Because, to me, Big Weed would be a weed.

NOTES

[1] I know that the very word “marijuana,” as opposed to “cannabis,” is contested, and that some species of marijuana (“hemp”) have industrial uses. For the purposes of this post, I’m using the popular word which is, sadly, Anslinger’s “marijuana,” to refer to cannabis plants consumed to intoxicate (with pain relief considered as a form of intoxication).

[2] Full disclosure: Plenty, back (way, way back) in the day.

[3] Legalization means, in essence, as legal as liquor (and as illegal as bootleg liquor). Legalization is not the same as decriminalization, which means making penalties for “possession” very light instead of viciously draconian.

[4] Actually, Maine has an unhappy combination of pain from heavy work like lobstering, lumbering, farming, and mill work, and pain from rural poverty. IMNSHO, it’s far better to seek relief with marijuana rather than with pharmaceuticals, like Oxycontin, or white powders, and the State legislature sensibly agrees. Now if only they would wake up to the tourist potential, as Colorado has.
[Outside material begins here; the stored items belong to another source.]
//! Transaction service
//!
//! Creates and edits transactions after resolving their category and owner,
//! and builds the display view (category description and person name).

use std::collections::HashMap;

use crate::audit::EntityType;
use crate::error::{ExpenseError, ExpenseResult};
use crate::models::{
    Category, CategoryId, Money, Person, PersonId, Transaction, TransactionId, TransactionType,
};
use crate::storage::Storage;

use super::pagination::{Page, PageRequest};

/// Service for transaction management
pub struct TransactionService<'a> {
    storage: &'a Storage,
}

/// Input for creating a new transaction
#[derive(Debug, Clone)]
pub struct CreateTransactionInput {
    pub description: String,
    pub value: Money,
    pub transaction_type: TransactionType,
    pub category_id: CategoryId,
    pub person_id: PersonId,
}

/// Input for editing a transaction; the owner never changes
#[derive(Debug, Clone)]
pub struct UpdateTransactionInput {
    pub description: Option<String>,
    pub value: Option<Money>,
    pub transaction_type: Option<TransactionType>,
    pub category_id: Option<CategoryId>,
}

/// A transaction together with the names of what it references
#[derive(Debug, Clone, PartialEq)]
pub struct TransactionDetails {
    pub transaction: Transaction,
    pub category_description: String,
    pub person_name: String,
}

impl<'a> TransactionService<'a> {
    pub fn new(storage: &'a Storage) -> Self {
        Self { storage }
    }

    /// Create a new transaction
    ///
    /// The category is resolved before the person, so a request naming two
    /// missing entities reports the category.
    pub fn create(&self, input: CreateTransactionInput) -> ExpenseResult<Transaction> {
        let category = self.require_category(input.category_id)?;
        let person = self.require_person(input.person_id)?;

        let txn = Transaction::new(
            input.description.trim(),
            input.value,
            input.transaction_type,
            &category,
            &person,
        )?;

        self.storage.transactions.upsert(txn.clone())?;
        self.storage.transactions.save()?;

        self.storage.log_create(
            EntityType::Transaction,
            txn.id().to_string(),
            Some(txn.description().to_string()),
            &txn,
        )?;

        Ok(txn)
    }

    pub fn get(&self, id: TransactionId) -> ExpenseResult<Option<Transaction>> {
        self.storage.transactions.get(id)
    }

    /// Find a transaction by full ID or short ID
    pub fn find(&self, identifier: &str) -> ExpenseResult<Option<Transaction>> {
        if let Ok(id) = identifier.parse::<TransactionId>() {
            return self.storage.transactions.get(id);
        }

        Ok(self
            .storage
            .transactions
            .get_all()?
            .into_iter()
            .find(|t| t.id().matches_short(identifier)))
    }

    /// All transactions, newest first
    pub fn list(&self) -> ExpenseResult<Vec<Transaction>> {
        self.storage.transactions.get_all()
    }

    pub fn list_paged(&self, page: PageRequest) -> ExpenseResult<Page<Transaction>> {
        Ok(page.apply(self.list()?))
    }

    /// Transactions owned by one person, newest first
    pub fn list_by_person(&self, person_id: PersonId) -> ExpenseResult<Vec<Transaction>> {
        self.storage.transactions.get_by_person(person_id)
    }

    /// One page of transaction views, optionally restricted to one person
    pub fn list_details_paged(
        &self,
        page: PageRequest,
        person_id: Option<PersonId>,
    ) -> ExpenseResult<Page<TransactionDetails>> {
        let transactions = match person_id {
            Some(id) => self.list_by_person(id)?,
            None => self.list()?,
        };

        let page = page.apply(transactions);
        let persons: HashMap<_, _> = self
            .storage
            .persons
            .get_all()?
            .into_iter()
            .map(|p| (p.id(), p))
            .collect();
        let categories: HashMap<_, _> = self
            .storage
            .categories
            .get_all()?
            .into_iter()
            .map(|c| (c.id(), c))
            .collect();

        let mut items = Vec::with_capacity(page.items.len());
        for txn in &page.items {
            let category = categories
                .get(&txn.category_id())
                .ok_or_else(|| ExpenseError::category_not_found(txn.category_id().to_string()))?;
            let person = persons
                .get(&txn.person_id())
                .ok_or_else(|| ExpenseError::person_not_found(txn.person_id().to_string()))?;
            items.push(TransactionDetails {
                transaction: txn.clone(),
                category_description: category.description().to_string(),
                person_name: person.name().to_string(),
            });
        }

        Ok(Page {
            items,
            page_number: page.page_number,
            page_size: page.page_size,
            total_count: page.total_count,
        })
    }

    /// The view of one transaction
    pub fn details(&self, id: TransactionId) -> ExpenseResult<Option<TransactionDetails>> {
        let Some(txn) = self.storage.transactions.get(id)? else {
            return Ok(None);
        };

        let category = self.require_category(txn.category_id())?;
        let person = self.require_person(txn.person_id())?;

        Ok(Some(TransactionDetails {
            category_description: category.description().to_string(),
            person_name: person.name().to_string(),
            transaction: txn,
        }))
    }

    /// Edit a transaction
    ///
    /// Missing fields keep their current value. Both business rules are
    /// checked against the owner again.
    pub fn update(
        &self,
        id: TransactionId,
        input: UpdateTransactionInput,
    ) -> ExpenseResult<Transaction> {
        let mut txn = self
            .storage
            .transactions
            .get(id)?
            .ok_or_else(|| ExpenseError::transaction_not_found(id.to_string()))?;

        let before = txn.clone();

        let category = self.require_category(input.category_id.unwrap_or(before.category_id()))?;
        let owner = self.require_person(before.person_id())?;

        let description = input
            .description
            .as_deref()
            .map(str::trim)
            .unwrap_or(before.description())
            .to_string();

        txn.update(
            description,
            input.value.unwrap_or(before.value()),
            input.transaction_type.unwrap_or(before.transaction_type()),
            &category,
            &owner,
        )?;

        self.storage.transactions.upsert(txn.clone())?;
        self.storage.transactions.save()?;

        self.storage.log_update(
            EntityType::Transaction,
            txn.id().to_string(),
            Some(txn.description().to_string()),
            &before,
            &txn,
        )?;

        Ok(txn)
    }

    /// Delete a transaction
    pub fn delete(&self, id: TransactionId) -> ExpenseResult<Transaction> {
        let txn = self
            .storage
            .transactions
            .get(id)?
            .ok_or_else(|| ExpenseError::transaction_not_found(id.to_string()))?;

        self.storage.transactions.delete(id)?;
        self.storage.transactions.save()?;

        self.storage.log_delete(
            EntityType::Transaction,
            txn.id().to_string(),
            Some(txn.description().to_string()),
            &txn,
        )?;

        Ok(txn)
    }

    pub fn count(&self) -> ExpenseResult<usize> {
        self.storage.transactions.count()
    }

    fn require_category(&self, id: CategoryId) -> ExpenseResult<Category> {
        self.storage
            .categories
            .get(id)?
            .ok_or_else(|| ExpenseError::category_not_found(id.to_string()))
    }

    fn require_person(&self, id: PersonId) -> ExpenseResult<Person> {
        self.storage
            .persons
            .get(id)?
            .ok_or_else(|| ExpenseError::person_not_found(id.to_string()))
    }
}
[5] So I’m not going to go into impaired driving, pediatrics, test scores, gateway drugs, or any of the other talking points. I’m also not going to address the (contested) role of (last year’s 609,423) marijuana arrests in feeding bodies into the for-profit prison industry, ka-ching, or the racist aspects thereof, which also feed into the syndrome of law enforcement for profit, as does the ugly practice of asset seizure. Nor will I examine the ugly effects of marijuana and the War on Drugs generally on our client States, like Mexico, or our sphere of influence,the Americas.  And I will ignore the cost/benefit analysis of marijuana enforcement vs. marijuana tax collection. I also understand that my “relaxed attitude” test might also allow the consumption of white powders (declining), which I am, in fact, strongly against — slippery slope warning! — but working out how to draw a principled bright line in public policy on that issue is a topic for another time.

[6] Here’s The Weed Blog playing 11-dimensional chess:

I have felt that Bernie Sanders definitely wants to end marijuana prohibition, but that he is laying the groundwork for such an announcement of support. If he came out and simply said ‘yes, legalize it,’ he would be disregarded as a ‘crazy liberal’ and that of course he wants to legalize marijuana, and it wouldn’t go anywhere. But if he comes out and says he wants to support prison reforms, that he wants to support other criminal justice reforms, that he wants to address racial issues in America, and a bunch of other planks that make up a larger platform, he will develop a more constructive conversation. Then, after he can get the discussion on the right path, then he comes out with full support for legalization. If he does it that way, I think he will be taken more seriously by non-cannabis consumers, and even some cannabis opponents.